I live on the edge of the broken glasses I once caused,
The water dark and cold
Where I was drowned by them with my eyes blinded for love,
I drink from it now.
The ashes that never left after the rage inside me burned and diffused,
The grey stick to me camouflaging the strains over my nakedness.
The hollowness of my heart pumped rotten blood and inflicted memories
The pain so severe and excruciating
I spent hours alone screaming and panting with dead eyes and twisted bones.
The room light I turned off so I don’t witness the torment that turned me into a misguided woman,
I can see through the witching hours now.
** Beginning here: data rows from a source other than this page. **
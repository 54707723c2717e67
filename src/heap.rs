//! Per-inode min-heap over logical block number.
//!
//! The C original hand-rolls an array-backed binary heap (`heap.c`) with an
//! explicit `max_size` that aborts the process on overflow. `BinaryHeap` is
//! the idiomatic replacement; the capacity check is kept explicit on top of
//! it because the bound is a deliberate invariant (one BlockRec per logical
//! run, never more than `file_blocks + 1` in flight for a given inode), not
//! an implementation accident to be shrugged off onto amortized growth.

use std::cmp::Ordering;
use std::collections::BinaryHeap;

use crate::error::{EngineError, Result};
use crate::model::BlockRec;

struct HeapEntry<S>(BlockRec<S>);

impl<S> PartialEq for HeapEntry<S> {
    fn eq(&self, other: &Self) -> bool {
        self.0.logical_block == other.0.logical_block
    }
}
impl<S> Eq for HeapEntry<S> {}

impl<S> PartialOrd for HeapEntry<S> {
    fn partial_cmp(&self, other: &Self) -> Option<Ordering> {
        Some(self.cmp(other))
    }
}

impl<S> Ord for HeapEntry<S> {
    fn cmp(&self, other: &Self) -> Ordering {
        // Reversed so that `BinaryHeap` (a max-heap) behaves as a min-heap.
        other.0.logical_block.cmp(&self.0.logical_block)
    }
}

pub struct InodeHeap<S> {
    capacity: usize,
    heap: BinaryHeap<HeapEntry<S>>,
}

impl<S> InodeHeap<S> {
    pub fn with_capacity(capacity: usize) -> Self {
        Self {
            capacity,
            heap: BinaryHeap::with_capacity(capacity),
        }
    }

    pub fn len(&self) -> usize {
        self.heap.len()
    }

    pub fn is_empty(&self) -> bool {
        self.heap.is_empty()
    }

    pub fn insert(&mut self, block: BlockRec<S>) -> Result<()> {
        if self.heap.len() >= self.capacity {
            return Err(EngineError::FatalInvariant(
                "inode heap insert exceeds capacity",
            ));
        }
        self.heap.push(HeapEntry(block));
        Ok(())
    }

    pub fn peek_min_logical(&self) -> Option<u64> {
        self.heap.peek().map(|e| e.0.logical_block)
    }

    pub fn del_min(&mut self) -> Option<BlockRec<S>> {
        self.heap.pop().map(|e| e.0)
    }
}
//! Inode Enumerator, grounded in
//! `examples/original_source/src/dj.c`'s `get_inode_list`: resolve the start
//! path, then walk the subtree collecting one `InodeTask` per regular file.

use std::ops::ControlFlow;
use std::rc::Rc;

use crate::backend::{DirEntry, FileKind, FsBackend};
use crate::error::{EngineError, Result};
use crate::model::InodeTask;

pub fn enumerate(fs: &dyn FsBackend, start_path: &str) -> Result<Vec<InodeTask>> {
    let (ino, kind) = fs.namei_follow(start_path)?;

    let mut tasks = Vec::new();
    match kind {
        FileKind::RegularFile => {
            let meta = fs.read_inode(ino)?;
            tasks.push(InodeTask {
                inode: ino,
                path: Rc::from(start_path),
                len: meta.size,
            });
        }
        FileKind::Directory => {
            walk_dir(fs, ino, start_path, &mut tasks)?;
        }
        FileKind::Symlink | FileKind::Other => {
            return Err(EngineError::Config(format!(
                "{start_path} is neither a regular file nor a directory"
            )));
        }
    }

    tasks.sort_by_key(|t| t.inode);
    Ok(tasks)
}

fn walk_dir(
    fs: &dyn FsBackend,
    dir_ino: u64,
    dir_path: &str,
    tasks: &mut Vec<InodeTask>,
) -> Result<()> {
    // Entries are collected first so the recursive calls below aren't made
    // from inside the `dir_iterate` borrow of `fs`.
    let mut children: Vec<(u64, String, FileKind)> = Vec::new();
    fs.dir_iterate(dir_ino, &mut |entry: DirEntry| {
        children.push((entry.ino, entry.name.to_string(), entry.kind));
        ControlFlow::Continue(())
    })?;

    for (ino, name, kind) in children {
        let child_path = format!("{}/{}", dir_path.trim_end_matches('/'), name);
        match kind {
            FileKind::RegularFile => {
                let meta = fs.read_inode(ino)?;
                tasks.push(InodeTask {
                    inode: ino,
                    path: Rc::from(child_path.as_str()),
                    len: meta.size,
                });
            }
            FileKind::Directory => {
                walk_dir(fs, ino, &child_path, tasks)?;
            }
            // Symlinks inside the tree are skipped silently.
            FileKind::Symlink | FileKind::Other => {}
        }
    }

    Ok(())
}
The flashbacks and every tiny memory of all I had,
Of the hearts and flowers
Of the laughter and smiles
Of the touches and whispers
Of the colours and sparks
The revolution of it around me was faster than my struggling breaths.
I was to be whiplashed by it,
The hurting chains around my ankle pulling me back
Every time I tried to escape fate and run back in time.
The chains, thoughts and every flashback
All the snapshots and stale fragrances that once lingered and haunted
All of it-
All of it is now tamed and hoaxed.
Wounded and bruised I learnt to tame the elements that once destroyed me,
Eroded away but learnt to walk through the wind that blows away the skin.
I drank the poison I feared and did not let it end me,
I woke up from the dark, let light pass through and walked over the soft caressing green.